My mom and Scott's dad thought they were the funniest people on the planet when they got together. We rolled our eyes about it, but to tell you the truth they were pretty funny, and it was fun to watch them enjoy each other so much. And to tell you the truth, they weren't entirely unlike Scott and me, standing in the middle of Barnes and Noble or the grocery store or wherever cracking wise. Neither of us has entirely turned into either of our parents, but as we got older, we got a little more comfortable with the ways in which we maybe had, just a little. A tiny bit. Maybe.
When we were in high school, Scott's dad never believed that we weren't dating. His son hung out with the same girl every weekend night, regardless of who else was around? And we weren't dating? Sure, pull the other one, kids. And then we did date in college for awhile, so that just cemented it: he was never going to believe that we hadn't been, in high school. I got back from my Gran's one weekend when we were high school seniors, and I called over to Scott's house to see if he wanted to go to Perkins or something that night. A familiar voice I thought was Scott's answered, so I chirped, "Hi, honey, I'm ho-ome!" And Marc chirped back, "Hi, honey! Scott's at the store!" Through giggles, I managed to leave a message, though it was redundant at that point, and when Scott got back from the store and called me 15 minutes later, he said, "Are you still laughing?" I was. "My dad is, too."
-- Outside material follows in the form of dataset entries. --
//! Undo log.
//!
//! Each entry carries exactly what is needed to invert one committed
//! operation. There is no redo stack.

use crate::scene::SceneStore;
use crate::shapes::{EntityId, EntityRef, SceneObject, Stroke};
use crate::transform::EntityGeometry;

/// Maximum number of undo entries to keep.
const MAX_UNDO_HISTORY: usize = 200;

/// An entity removed from the scene, kept whole for reinsertion.
#[derive(Debug, Clone, PartialEq)]
pub enum RemovedEntity {
    Object(SceneObject),
    Stroke(Stroke),
}

impl RemovedEntity {
    pub fn entity_ref(&self) -> EntityRef {
        match self {
            RemovedEntity::Object(object) => EntityRef::Object(object.id),
            RemovedEntity::Stroke(stroke) => EntityRef::Stroke(stroke.id),
        }
    }
}

/// Before/after geometry of one transformed entity.
#[derive(Debug, Clone, PartialEq)]
pub struct GeometryChange {
    pub entity: EntityRef,
    pub before: EntityGeometry,
    pub after: EntityGeometry,
}

/// Text state recorded by a text edit.
#[derive(Debug, Clone, PartialEq)]
pub struct TextSnapshot {
    pub text: String,
    pub font_size: f64,
}

impl TextSnapshot {
    pub fn capture(object: &SceneObject) -> Option<Self> {
        object.text().map(|content| Self {
            text: content.text.clone(),
            font_size: content.font_size,
        })
    }

    pub fn apply(&self, object: &mut SceneObject) {
        if let Some(content) = object.text_mut() {
            content.text = self.text.clone();
            content.font_size = self.font_size;
        }
    }
}

/// One undoable operation.
#[derive(Debug, Clone, PartialEq)]
pub enum HistoryEntry {
    StrokeAdd { id: EntityId },
    ObjectAdd { id: EntityId },
    DeleteSingle { removed: RemovedEntity, index: usize },
    /// Deleted entities with their original indices, ascending.
    DeleteMulti {
        objects: Vec<(usize, SceneObject)>,
        strokes: Vec<(usize, Stroke)>,
    },
    Transform { changes: Vec<GeometryChange> },
    TextEdit {
        id: EntityId,
        before: TextSnapshot,
        after: TextSnapshot,
    },
    /// Previous `groupId` of every member touched by a group/ungroup.
    GroupChange { members: Vec<(EntityRef, Option<String>)> },
}

impl HistoryEntry {
    pub fn name(&self) -> &'static str {
        match self {
            HistoryEntry::StrokeAdd { .. } => "stroke-add",
            HistoryEntry::ObjectAdd { .. } => "object-add",
            HistoryEntry::DeleteSingle { .. } => "delete-single",
            HistoryEntry::DeleteMulti { .. } => "delete-multi",
            HistoryEntry::Transform { .. } => "transform",
            HistoryEntry::TextEdit { .. } => "text-edit",
            HistoryEntry::GroupChange { .. } => "group-change",
        }
    }
}

/// What an undo did to the scene, for observers and peers.
#[derive(Debug, Clone, Copy, PartialEq, Eq)]
pub enum UndoEffect {
    Removed(EntityRef),
    Restored(EntityRef),
    Modified(EntityRef),
}

/// Append-only stack of [`HistoryEntry`] values.
#[derive(Debug, Clone, Default)]
pub struct HistoryManager {
    entries: Vec<HistoryEntry>,
}

impl HistoryManager {
    pub fn new() -> Self {
        Self::default()
    }

    pub fn len(&self) -> usize {
        self.entries.len()
    }

    pub fn is_empty(&self) -> bool {
        self.entries.is_empty()
    }

    pub fn can_undo(&self) -> bool {
        !self.entries.is_empty()
    }

    pub fn last(&self) -> Option<&HistoryEntry> {
        self.entries.last()
    }

    pub fn push(&mut self, entry: HistoryEntry) {
        log::debug!("history push: {}", entry.name());
        self.entries.push(entry);
        if self.entries.len() > MAX_UNDO_HISTORY {
            self.entries.remove(0);
        }
    }

    /// Record a transform, keeping only entities whose geometry changed.
    /// Returns whether an entry was pushed.
    pub fn push_transform(&mut self, changes: Vec<GeometryChange>) -> bool {
        let changes: Vec<_> = changes.into_iter().filter(|c| c.before != c.after).collect();
        if changes.is_empty() {
            return false;
        }
        self.push(HistoryEntry::Transform { changes });
        true
    }

    /// Record a text edit if it changed anything.
    pub fn push_text_edit(&mut self, id: EntityId, before: TextSnapshot, after: TextSnapshot) -> bool {
        if before == after {
            return false;
        }
        self.push(HistoryEntry::TextEdit { id, before, after });
        true
    }

    /// Drop the most recent entry if it is the add of `entity`.
    ///
    /// Used when a draft turns out degenerate and is removed again.
    pub fn discard_add(&mut self, entity: EntityRef) -> bool {
        let matches = match (self.entries.last(), entity) {
            (Some(HistoryEntry::ObjectAdd { id }), EntityRef::Object(target)) => *id == target,
            (Some(HistoryEntry::StrokeAdd { id }), EntityRef::Stroke(target)) => *id == target,
            _ => false,
        };
        if matches {
            self.entries.pop();
        }
        matches
    }

    pub fn clear(&mut self) {
        self.entries.clear();
    }

    /// Pop the latest entry and apply its inverse to `store`.
    pub fn undo(&mut self, store: &mut SceneStore) -> Option<Vec<UndoEffect>> {
        let entry = self.entries.pop()?;
        log::debug!("history undo: {}", entry.name());
        let effects = match entry {
            HistoryEntry::StrokeAdd { id } => {
                store.remove_stroke(id);
                vec![UndoEffect::Removed(EntityRef::Stroke(id))]
            }
            HistoryEntry::ObjectAdd { id } => {
                store.remove_object(id);
                vec![UndoEffect::Removed(EntityRef::Object(id))]
            }
            HistoryEntry::DeleteSingle { removed, index } => {
                let entity = removed.entity_ref();
                match removed {
                    RemovedEntity::Object(object) => store.insert_object_at(index, object),
                    RemovedEntity::Stroke(stroke) => store.insert_stroke_at(index, stroke),
                }
                vec![UndoEffect::Restored(entity)]
            }
            HistoryEntry::DeleteMulti { objects, strokes } => {
                let mut effects = Vec::with_capacity(objects.len() + strokes.len());
                for (index, object) in objects {
                    effects.push(UndoEffect::Restored(EntityRef::Object(object.id)));
                    store.insert_object_at(index, object);
                }
                for (index, stroke) in strokes {
                    effects.push(UndoEffect::Restored(EntityRef::Stroke(stroke.id)));
                    store.insert_stroke_at(index, stroke);
                }
                effects
            }
            HistoryEntry::Transform { changes } => changes
                .into_iter()
                .map(|change| {
                    change.before.restore(store, change.entity);
                    UndoEffect::Modified(change.entity)
                })
                .collect(),
            HistoryEntry::TextEdit { id, before, .. } => {
                if let Some(object) = store.find_object_mut(id) {
                    before.apply(object);
                }
                vec![UndoEffect::Modified(EntityRef::Object(id))]
            }
            HistoryEntry::GroupChange { members } => members
                .into_iter()
                .map(|(entity, group_id)| {
                    store.set_group_id(entity, group_id);
                    UndoEffect::Modified(entity)
                })
                .collect(),
        };
        Some(effects)
    }
}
I have never had so much trouble with denial before. My brain keeps jumping through extravagant hoops trying to come up with ways that markgritter got the message wrong, ways that the obit I just linked was a terrible coincidence: there was a Marc James who died in Omaha? How eerie, I know a Marc James in Omaha! Who isn't dead, of course, because he can't be. Because that would mean that I would never hear that laugh again in my whole life, and it would mean that Scott wouldn't have his dad any more, and that absolutely can't be true, so clearly Mark and the newspaper and the whole entire world must have written it down wrong. I keep staring at the screen trying to make the letters change, trying to make it un-happen, and it just won't, and I know that this is not a tenth, not a thousandth of what Scott and his family are feeling right now. And I'm not there to make them lasagna and bars and give them hugs and try to keep my mouth shut when there's nothing good to say, because there isn't, none of it ever is enough, but I do wish I could at least try.